INPUT DATA:

■ ■ ■ ■ ■ ■ ■

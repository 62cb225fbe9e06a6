//! Manager configuration
//!
//! Every field has a default so a YAML file only needs to name the database:
//!
//! ```yaml
//! database: telemetry
//! host: influx.internal
//! retention_policy: one_year
//! ```

use std::fs;
use std::path::{Path, PathBuf};
use std::time::Duration;

use serde::{Deserialize, Serialize};

use crate::errors::{BackupError, Result};

/// Backup manager configuration
#[derive(Debug, Clone, Serialize, Deserialize)]
#[serde(default)]
pub struct ManagerConfig {
    /// Host where InfluxDB is running
    pub host: String,
    /// InfluxDB HTTP API port
    pub port: u16,
    /// Database to back up and restore into
    pub database: String,
    pub username: Option<String>,
    pub password: Option<String>,
    /// Root folder for scratch directories
    pub tmp_folder: PathBuf,
    /// Suffix appended to the database name for the temporary restore target
    pub suffix: String,
    /// Retention policy copied during sideload
    pub retention_policy: String,
    /// InfluxDB backup/restore RPC port
    pub backup_port: u16,
    /// Path or name of the influxd binary
    pub binary: PathBuf,
    /// Timeout of the liveness probe issued by `init`
    pub ping_timeout_ms: u64,
    /// Pause before the sideload query so the engine can settle after a restore
    pub settle_delay_ms: u64,
}

impl Default for ManagerConfig {
    fn default() -> Self {
        let tmp_folder = std::env::current_dir()
            .map(|dir| dir.join(".tmp"))
            .unwrap_or_else(|_| PathBuf::from(".tmp"));

        Self {
            host: "localhost".to_string(),
            port: 8086,
            database: String::new(),
            username: None,
            password: None,
            tmp_folder,
            suffix: "_bak".to_string(),
            retention_policy: "autogen".to_string(),
            backup_port: 8088,
            binary: PathBuf::from("influxd"),
            ping_timeout_ms: 5_000,
            settle_delay_ms: 2_000,
        }
    }
}

impl ManagerConfig {
    pub fn new(database: impl Into<String>) -> Self {
        Self {
            database: database.into(),
            ..Default::default()
        }
    }

    /// Read a YAML file without validating it, so callers can layer
    /// overrides on top before calling [`ManagerConfig::validate`]
    pub fn load<P: AsRef<Path>>(path: P) -> Result<Self> {
        let content = fs::read_to_string(path.as_ref())?;
        Ok(serde_yaml::from_str(&content)?)
    }

    /// Load and validate a configuration from a YAML file
    pub fn from_file<P: AsRef<Path>>(path: P) -> Result<Self> {
        let config = Self::load(path)?;
        config.validate()?;
        Ok(config)
    }

    pub fn validate(&self) -> Result<()> {
        if self.database.trim().is_empty() {
            return Err(BackupError::Config("database name is required".into()));
        }
        if self.host.trim().is_empty() {
            return Err(BackupError::Config("host must not be empty".into()));
        }
        if self.suffix.is_empty() {
            return Err(BackupError::Config("backup suffix must not be empty".into()));
        }
        if self.retention_policy.trim().is_empty() {
            return Err(BackupError::Config(
                "retention policy must not be empty".into(),
            ));
        }
        if self.binary.as_os_str().is_empty() {
            return Err(BackupError::Config("influxd binary must not be empty".into()));
        }
        if self.port == 0 || self.backup_port == 0 {
            return Err(BackupError::Config("ports must be non-zero".into()));
        }
        Ok(())
    }

    /// Name of the temporary database a restore writes into
    pub fn backup_database(&self) -> String {
        format!("{}{}", self.database, self.suffix)
    }

    /// `host:port` of the backup RPC endpoint passed to influxd
    pub fn backup_address(&self) -> String {
        format!("{}:{}", self.host, self.backup_port)
    }

    pub fn ping_timeout(&self) -> Duration {
        Duration::from_millis(self.ping_timeout_ms)
    }

    pub fn settle_delay(&self) -> Duration {
        Duration::from_millis(self.settle_delay_ms)
    }
}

■ ■ ■ ■ ■ ■ ■

What is needed is a faithful transcription of every entry.

repository 62cb225fbe9e06a6
//! Manager configuration
//!
//! Every field has a default so a YAML file only needs to name the database:
//!
//! ```yaml
//! database: telemetry
//! host: influx.internal
//! retention_policy: one_year
//! ```

use std::fs;
use std::path::{Path, PathBuf};
use std::time::Duration;

use serde::{Deserialize, Serialize};

use crate::errors::{BackupError, Result};

/// Backup manager configuration
#[derive(Debug, Clone, Serialize, Deserialize)]
#[serde(default)]
pub struct ManagerConfig {
    /// Host where InfluxDB is running
    pub host: String,
    /// InfluxDB HTTP API port
    pub port: u16,
    /// Database to back up and restore into
    pub database: String,
    pub username: Option<String>,
    pub password: Option<String>,
    /// Root folder for scratch directories
    pub tmp_folder: PathBuf,
    /// Suffix appended to the database name for the temporary restore target
    pub suffix: String,
    /// Retention policy copied during sideload
    pub retention_policy: String,
    /// InfluxDB backup/restore RPC port
    pub backup_port: u16,
    /// Path or name of the influxd binary
    pub binary: PathBuf,
    /// Timeout of the liveness probe issued by `init`
    pub ping_timeout_ms: u64,
    /// Pause before the sideload query so the engine can settle after a restore
    pub settle_delay_ms: u64,
}

impl Default for ManagerConfig {
    fn default() -> Self {
        let tmp_folder = std::env::current_dir()
            .map(|dir| dir.join(".tmp"))
            .unwrap_or_else(|_| PathBuf::from(".tmp"));

        Self {
            host: "localhost".to_string(),
            port: 8086,
            database: String::new(),
            username: None,
            password: None,
            tmp_folder,
            suffix: "_bak".to_string(),
            retention_policy: "autogen".to_string(),
            backup_port: 8088,
            binary: PathBuf::from("influxd"),
            ping_timeout_ms: 5_000,
            settle_delay_ms: 2_000,
        }
    }
}

impl ManagerConfig {
    pub fn new(database: impl Into<String>) -> Self {
        Self {
            database: database.into(),
            ..Default::default()
        }
    }

    /// Read a YAML file without validating it, so callers can layer
    /// overrides on top before calling [`ManagerConfig::validate`]
    pub fn load<P: AsRef<Path>>(path: P) -> Result<Self> {
        let content = fs::read_to_string(path.as_ref())?;
        Ok(serde_yaml::from_str(&content)?)
    }

    /// Load and validate a configuration from a YAML file
    pub fn from_file<P: AsRef<Path>>(path: P) -> Result<Self> {
        let config = Self::load(path)?;
        config.validate()?;
        Ok(config)
    }

    pub fn validate(&self) -> Result<()> {
        if self.database.trim().is_empty() {
            return Err(BackupError::Config("database name is required".into()));
        }
        if self.host.trim().is_empty() {
            return Err(BackupError::Config("host must not be empty".into()));
        }
        if self.suffix.is_empty() {
            return Err(BackupError::Config("backup suffix must not be empty".into()));
        }
        if self.retention_policy.trim().is_empty() {
            return Err(BackupError::Config(
                "retention policy must not be empty".into(),
            ));
        }
        if self.binary.as_os_str().is_empty() {
            return Err(BackupError::Config("influxd binary must not be empty".into()));
        }
        if self.port == 0 || self.backup_port == 0 {
            return Err(BackupError::Config("ports must be non-zero".into()));
        }
        Ok(())
    }

    /// Name of the temporary database a restore writes into
    pub fn backup_database(&self) -> String {
        format!("{}{}", self.database, self.suffix)
    }

    /// `host:port` of the backup RPC endpoint passed to influxd
    pub fn backup_address(&self) -> String {
        format!("{}:{}", self.host, self.backup_port)
    }

    pub fn ping_timeout(&self) -> Duration {
        Duration::from_millis(self.ping_timeout_ms)
    }

    pub fn settle_delay(&self) -> Duration {
        Duration::from_millis(self.settle_delay_ms)
    }
}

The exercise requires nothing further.